C’est un auditoire bien studieux qui, ce 9 janvier, a pu dans certains cas apprendre, dans d’autres cas réviser, certaines grandes notions scientifiques en mathématiques, en physique et ceci dans le contexte historique retracé par Jean-Jacques Laboisse, Professeur à l’ENS Paris-Saclay. Il nous a fait l’amitié de répondre à notre invitation, sur le thème « Napoléon 1er et la science ». Historiens amateurs, scientifiques modestes ou confirmés... nous étions tout ouïe... Ce fut passionnant !

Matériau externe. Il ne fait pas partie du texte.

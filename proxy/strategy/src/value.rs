// Copyright 2022 SphereEx Authors
//
// Licensed under the Apache License, Version 2.0 (the "License");
// you may not use this file except in compliance with the License.
// You may obtain a copy of the License at
//
//     http://www.apache.org/licenses/LICENSE-2.0
//
// Unless required by applicable law or agreed to in writing, software
// distributed under the License is distributed on an "AS IS" BASIS,
// WITHOUT WARRANTIES OR CONDITIONS OF ANY KIND, either express or implied.
// See the License for the specific language governing permissions and
// limitations under the License.

use std::fmt;

use serde::{Deserialize, Serialize};

/// A bound parameter or a literal taken from the statement.
#[derive(Debug, Serialize, Deserialize, Clone, PartialEq)]
#[serde(untagged)]
pub enum Value {
    Null,
    Bool(bool),
    Int(i64),
    Float(f64),
    Text(String),
}

impl Value {
    pub fn is_null(&self) -> bool {
        matches!(self, Value::Null)
    }

    /// Integer view used by the sharding algorithms. Floats are truncated,
    /// text must parse as an integer.
    pub fn as_i64(&self) -> Option<i64> {
        match self {
            Value::Int(val) => Some(*val),
            Value::Float(val) if val.is_finite() => Some(val.trunc() as i64),
            Value::Text(val) => val.trim().parse::<i64>().ok(),
            Value::Bool(val) => Some(*val as i64),
            _ => None,
        }
    }

    /// Renders the value as a SQL literal.
    pub fn to_sql_literal(&self) -> String {
        match self {
            Value::Null => "NULL".to_string(),
            Value::Bool(val) => (if *val { "TRUE" } else { "FALSE" }).to_string(),
            Value::Int(val) => val.to_string(),
            Value::Float(val) => val.to_string(),
            Value::Text(val) => format!("'{}'", val.replace('\'', "''")),
        }
    }
}

impl fmt::Display for Value {
    fn fmt(&self, f: &mut fmt::Formatter<'_>) -> fmt::Result {
        match self {
            Value::Null => write!(f, "NULL"),
            Value::Bool(val) => write!(f, "{}", val),
            Value::Int(val) => write!(f, "{}", val),
            Value::Float(val) => write!(f, "{}", val),
            Value::Text(val) => write!(f, "{}", val),
        }
    }
}

impl From<i64> for Value {
    fn from(val: i64) -> Self {
        Value::Int(val)
    }
}

impl From<i32> for Value {
    fn from(val: i32) -> Self {
        Value::Int(val.into())
    }
}

impl From<&str> for Value {
    fn from(val: &str) -> Self {
        Value::Text(val.to_string())
    }
}

impl From<String> for Value {
    fn from(val: String) -> Self {
        Value::Text(val)
    }
}
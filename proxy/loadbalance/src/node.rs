// Copyright 2022 SphereEx Authors
//
// Licensed under the Apache License, Version 2.0 (the "License");
// you may not use this file except in compliance with the License.
// You may obtain a copy of the License at
//
//     http://www.apache.org/licenses/LICENSE-2.0
//
// Unless required by applicable law or agreed to in writing, software
// distributed under the License is distributed on an "AS IS" BASIS,
// WITHOUT WARRANTIES OR CONDITIONS OF ANY KIND, either express or implied.
// See the License for the specific language governing permissions and
// limitations under the License.

use serde::{Deserialize, Serialize};

/// A named data source taking part in load balancing.
#[derive(Debug, Serialize, Deserialize, Clone, PartialEq, Eq)]
pub struct Node {
    pub name: String,
    #[serde(default = "default_weight")]
    pub weight: i64,
}

fn default_weight() -> i64 {
    1
}

impl Node {
    pub fn new(name: impl Into<String>) -> Self {
        Node { name: name.into(), weight: default_weight() }
    }

    pub fn with_weight(name: impl Into<String>, weight: i64) -> Self {
        Node { name: name.into(), weight }
    }
}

« Si je n’étais pas devenu général en chef… je me serais jeté dans l’étude des sciences exactes » parole de celui qui était Napoléon Bonaparte, général de la 1ère République, nommé par Robespierre. Il n’était pas encore Premier Consul et encore moins Empereur. Excellent mathématicien (ce qui est indéniablement une grande qualité…) mais plus généralement « doté d’une véritable passion scientifique » selon son contemporain Geoffroy de Saint Hilaire. C’est sans surprise qu’on le voit élu à l’Institut National, Section II Arts mécaniques, même s’il a été quelque peu « pistonné ». Le général Bonaparte fera tout de même de cet institut un instrument politique à son service.
C’est bien entendu à l'occasion de la Campagne d’Égypte en 1798, avec ses 160 scientifiques embarqués, que l’intérêt de Bonaparte pour les sciences éclate. C'est peu dire que l'expédition obtient de piètres résultats sur le plan militaire, mais le bilan scientifique est impressionnant. Jean-Jacques Laboisse évoque quelques-uns des savants qui à cette occasion ou en d’autres lieux ont croisé la route du Premier Consul puis Empereur, pour leurs travaux dans ce qu’on appellerait aujourd’hui la recherche fondamentale ou dans les sciences appliquées. Un peu anecdotique, en 1797, le rapport de Bonaparte sur le « chariot à feu » (ou « fardier de Cugnot » du nom de l’inventeur) : la machine à vapeut fait là ses premiers mètres (voir dessin ci-dessous).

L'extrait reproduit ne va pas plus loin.